On our third quarter earnings call in 2023, we expressed our belief that a durable and attractive investment environment for AGNC was emerging as mortgage spreads began to stabilize at historically attractive return levels. That outlook proved to be correct. And in the 9 quarters since that call and despite several episodes of extreme market turbulence, AGNC has generated an economic return of 50% for its shareholders, comprised of a 10% increase in book value and monthly dividends totaling $3.24 per share. Moreover, during that same time period, AGNC shareholders have experienced a total stock return of nearly 60% or 23% on an annualized basis.
And finally, since inception, AGNC has generated a total stock return of over 11% on an annualized basis with dividends reinvested, demonstrating the long-term benefit of investing in this unique fixed income asset class and the durability of our business model across a wide range of market environments. Turning back to 2025, the Bloomberg Aggregate Agency Index was the best-performing fixed income sector in the fourth quarter, and for the year, produced a total return of 8.6%. Also noteworthy, given the similar credit quality, the Agency Index outperformed the Treasury Index by 2.3 percentage points or 36% in 2025. As I discussed throughout the year, the favorable performance of Agency MBS was driven by a confluence of positive factors.

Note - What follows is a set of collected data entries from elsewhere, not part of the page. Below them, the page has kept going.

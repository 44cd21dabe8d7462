use crate::ast;
use crate::operation::OperationSource;
use crate::operation::VariablesBinding;
use crate::schema::Schema;
use crate::schema::SchemaBuildError;
use crate::validation::OperationValidator;
use crate::validation::ValidationError;
use crate::validation::ValidationResult;
use thiserror::Error;

type Result<T> = std::result::Result<T, TestFailure>;

/// Asserts that operations are (or deliberately are not) valid against a
/// schema.
///
/// A tester holds no state besides its [`Schema`], so one instance can be
/// shared across threads and used for any number of checks.
#[derive(Clone, Debug)]
pub struct GraphQLTester {
    schema: Schema,
}
impl GraphQLTester {
    /// Build the schema from SDL documents and wrap it in a tester.
    pub fn from_sdl<S: AsRef<str>>(
        documents: impl IntoIterator<Item = S>,
    ) -> std::result::Result<Self, SchemaBuildError> {
        Ok(Self::new(Schema::load(documents)?))
    }

    pub fn new(schema: Schema) -> Self {
        Self {
            schema,
        }
    }

    pub fn schema(&self) -> &Schema {
        &self.schema
    }

    /// Check `operation` against `expected_valid` with no variables bound.
    pub fn test<'a>(
        &self,
        expected_valid: bool,
        operation: impl Into<OperationSource<'a>>,
    ) -> Result<()> {
        self.test_with_variables(expected_valid, operation, &VariablesBinding::new())
    }

    /// Like [`GraphQLTester::test_with_variables`], for callers whose
    /// expectation arrives as untyped data (e.g. a JSON test case). Anything
    /// other than a boolean is rejected before the operation is looked at.
    pub fn test_dynamic<'a>(
        &self,
        expected_valid: &serde_json::Value,
        operation: impl Into<OperationSource<'a>>,
        variables: &VariablesBinding,
    ) -> Result<()> {
        let serde_json::Value::Bool(expected_valid) = expected_valid else {
            return Err(TestFailure::InvalidExpectationType {
                received: expected_valid.to_string(),
            });
        };
        self.test_with_variables(*expected_valid, operation, variables)
    }

    /// Validate `operation` with `variables` bound and reconcile the outcome
    /// with `expected_valid`.
    ///
    /// An operation expected to be invalid passes on any validation failure,
    /// except one that points at a defect in the schema itself.
    pub fn test_with_variables<'a>(
        &self,
        expected_valid: bool,
        operation: impl Into<OperationSource<'a>>,
        variables: &VariablesBinding,
    ) -> Result<()> {
        match (expected_valid, self.validate(operation, variables)) {
            (_, Err(err)) if err.is_fatal() => Err(TestFailure::SchemaDefect(err)),
            (true, Ok(())) | (false, Err(_)) => Ok(()),
            (true, Err(err)) => Err(TestFailure::Invalid(err)),
            (false, Ok(())) => Err(TestFailure::ExpectationMismatch),
        }
    }

    /// Validate without any expectation. Text that fails to parse is reported
    /// as [`ValidationError::SyntaxError`].
    pub fn validate<'a>(
        &self,
        operation: impl Into<OperationSource<'a>>,
        variables: &VariablesBinding,
    ) -> ValidationResult {
        let validator = OperationValidator::new(&self.schema);
        match operation.into() {
            OperationSource::Document(document) =>
                validator.validate(document, variables),

            OperationSource::Text(operation_src) => {
                let document = ast::operation::parse(operation_src)
                    .map_err(|err| ValidationError::SyntaxError {
                        message: err.to_string(),
                    })?;
                validator.validate(&document, variables)
            },
        }
    }
}

/// Why a [`GraphQLTester`] assertion did not hold.
#[derive(Clone, Debug, Error, PartialEq)]
pub enum TestFailure {
    #[error("Failed, there should be an error and the passed query/mutation is valid")]
    ExpectationMismatch,

    #[error(transparent)]
    Invalid(ValidationError),

    #[error("isValid argument must be a boolean")]
    InvalidExpectationType {
        received: String,
    },

    #[error("The schema is defective: {0}")]
    SchemaDefect(ValidationError),
}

First, the Fed shifted its monetary policy stance toward lower short-term rates and greater accommodation, a promising development for all fixed income assets. The Fed also transitioned its balance sheet activity from quantitative tightening to reserve management. Second, interest rate volatility trended lower throughout the year due to the shift in monetary policy, greater fiscal policy clarity and a stable supply outlook for treasury securities which included a greater share of short-term debt.

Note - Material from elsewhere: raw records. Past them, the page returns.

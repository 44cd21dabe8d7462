use crate::loc;
use crate::schema::Schema;
use crate::types::Field;
use crate::types::InterfaceType;
use indexmap::IndexMap;

/// Accessors shared by [`ObjectType`](crate::types::ObjectType) and
/// [`InterfaceType`].
pub trait ObjectOrInterfaceTypeTrait {
    fn def_location(&self) -> &loc::SchemaDefLocation;
    fn description(&self) -> Option<&str>;
    fn fields(&self) -> &IndexMap<String, Field>;
    fn implements_interface(&self, schema: &Schema, interface_name: &str) -> bool;
    fn interfaces<'schema>(&self, schema: &'schema Schema) -> Vec<&'schema InterfaceType>;
    fn interface_names(&self) -> Vec<&str>;
    fn name(&self) -> &str;
}
use crate::loc;
use crate::schema::Schema;
use crate::types::GraphQLType;
use std::collections::HashMap;
use thiserror::Error;

/// A by-name reference to a [`GraphQLType`].
///
/// Types refer to one another through [`NamedGraphQLTypeRef`]s rather than
/// through direct references, which lets [`Schema`] own every type in a single
/// flat map (cycles in the type graph included). De-referencing goes back
/// through the [`Schema`].
#[derive(Clone, Debug, PartialEq, serde::Deserialize, serde::Serialize)]
pub struct NamedGraphQLTypeRef {
    name: String,
    ref_location: loc::SchemaDefLocation,
}
impl NamedGraphQLTypeRef {
    pub fn new(
        name: impl AsRef<str>,
        ref_location: loc::SchemaDefLocation,
    ) -> Self {
        Self {
            name: name.as_ref().to_string(),
            ref_location,
        }
    }

    pub fn deref<'schema>(
        &self,
        schema: &'schema Schema,
    ) -> Result<&'schema GraphQLType, DanglingTypeRefError> {
        self.deref_in(&schema.types)
    }

    pub(crate) fn deref_in<'a>(
        &self,
        types_map: &'a HashMap<String, GraphQLType>,
    ) -> Result<&'a GraphQLType, DanglingTypeRefError> {
        types_map.get(self.name.as_str()).ok_or_else(|| DanglingTypeRefError {
            ref_location: self.ref_location.to_owned(),
            type_name: self.name.to_owned(),
        })
    }

    pub fn name(&self) -> &str {
        self.name.as_str()
    }

    /// Where the reference was written (not where the referenced type was
    /// defined).
    pub fn ref_location(&self) -> &loc::SchemaDefLocation {
        &self.ref_location
    }
}

#[derive(Clone, Debug, Error, PartialEq)]
#[error("The type `{type_name}` referenced at {ref_location} is not defined")]
pub struct DanglingTypeRefError {
    pub ref_location: loc::SchemaDefLocation,
    pub type_name: String,
}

Lastly, the uncertainty and potential risks associated with GSE reform that adversely impacted the agency market early in the year, gradually dissipated as the Treasury Department and other officials communicated and approached to GSE reform that focused on reducing the spread on agency mortgage-backed securities, maintaining mortgage market stability and improving housing affordability. Collectively, these factors, combined with the sizable purchase of MBS by the GSEs later in the year, caused spreads to tighten and drove the substantial outperformance of Agency MBS relative to other fixed income asset classes. As we begin 2026, these favorable macro themes remain in place and provide a constructive investment backdrop for our business.
In addition, other positive developments are possible including further actions by the administration to improve housing affordability. The recent $200 billion MBS purchase announcement is a good example of the type of action that could result in tighter mortgage spreads and lower mortgage rates. The funding market for Agency MBS has also improved in response to the Fed increasing the size of its balance sheet and improving the functionality of its standing repo program. The Fed is also considering other actions to further improve the utility of the standing repo program, which if implemented would be highly beneficial to the Agency MBS market. Finally, the supply and demand outlook for agency MBS remains well balanced.

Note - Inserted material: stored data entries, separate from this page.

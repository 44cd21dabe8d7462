use crate::loc;
use crate::types::NamedGraphQLTypeRef;

#[derive(Clone, Debug, PartialEq, serde::Deserialize, serde::Serialize)]
pub struct NamedTypeAnnotation {
    pub(crate) nullable: bool,
    pub(crate) type_ref: NamedGraphQLTypeRef,
}
impl NamedTypeAnnotation {
    pub fn graphql_type_name(&self) -> &str {
        self.type_ref.name()
    }

    pub fn nullable(&self) -> bool {
        self.nullable
    }

    pub fn ref_location(&self) -> &loc::SchemaDefLocation {
        self.type_ref.ref_location()
    }

    pub fn type_ref(&self) -> &NamedGraphQLTypeRef {
        &self.type_ref
    }
}
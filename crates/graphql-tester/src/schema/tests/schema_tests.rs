use crate::schema::Schema;
use crate::schema::SchemaBuildError;

type Result<T> = std::result::Result<T, SchemaBuildError>;

fn setup_schema() -> Result<Schema> {
    Schema::load([
        r#"
        interface Node { id: ID! }
        type Query { node(id: ID!): Node, search: [SearchResult] }
        type User implements Node { id: ID! }
        type Family implements Node { id: ID! }
        type Orphan { id: ID! }
        union SearchResult = User | Orphan
        "#,
    ])
}

#[test]
fn load_accepts_many_documents() -> Result<()> {
    let schema = Schema::load([
        "type Query { me: User }",
        "type User { id: ID! }",
        "extend type User { email: String }",
    ])?;

    let user_fields = schema.lookup("User").unwrap().fields().unwrap();
    assert!(user_fields.contains_key("email"));

    Ok(())
}

#[test]
fn possible_types_of_interface_are_sorted_implementations() -> Result<()> {
    let schema = setup_schema()?;
    let node_type = schema.lookup("Node").unwrap();

    assert_eq!(schema.possible_type_names(node_type), vec!["Family", "User"]);

    Ok(())
}

#[test]
fn possible_types_of_union_are_members() -> Result<()> {
    let schema = setup_schema()?;
    let union_type = schema.lookup("SearchResult").unwrap();

    assert_eq!(schema.possible_type_names(union_type), vec!["User", "Orphan"]);

    Ok(())
}

#[test]
fn possible_types_of_object_and_scalar() -> Result<()> {
    let schema = setup_schema()?;

    let user_type = schema.lookup("User").unwrap();
    assert_eq!(schema.possible_type_names(user_type), vec!["User"]);

    let id_type = schema.lookup("ID").unwrap();
    assert!(schema.possible_type_names(id_type).is_empty());

    Ok(())
}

At current rate levels, the net new supply of Agency MBS this year is expected to be about $200 billion. When combined with the Fed's runoff, the private sector will have to absorb about $400 billion of MBS in 2026, an amount similar to the previous 2 years. On the demand side of the equation, however, the investor base today is more diversified and positioned to expand with GSE purchases potentially consuming about half of this year's supply. At the same time, bank, money manager, foreign investor and REIT demand should all remain strong. Pulling this all together, the underlying fundamental and technical backdrop for Agency mortgage-backed securities continues to be favorable and supportive of our positive outlook.
Moreover, as the largest pure-play agency mortgage REIT, we believe AGNC is very well positioned to generate compelling risk-adjusted returns with a substantial yield component for our shareholders. With that, I'll now turn the call over to Bernie Bell to discuss our financial performance.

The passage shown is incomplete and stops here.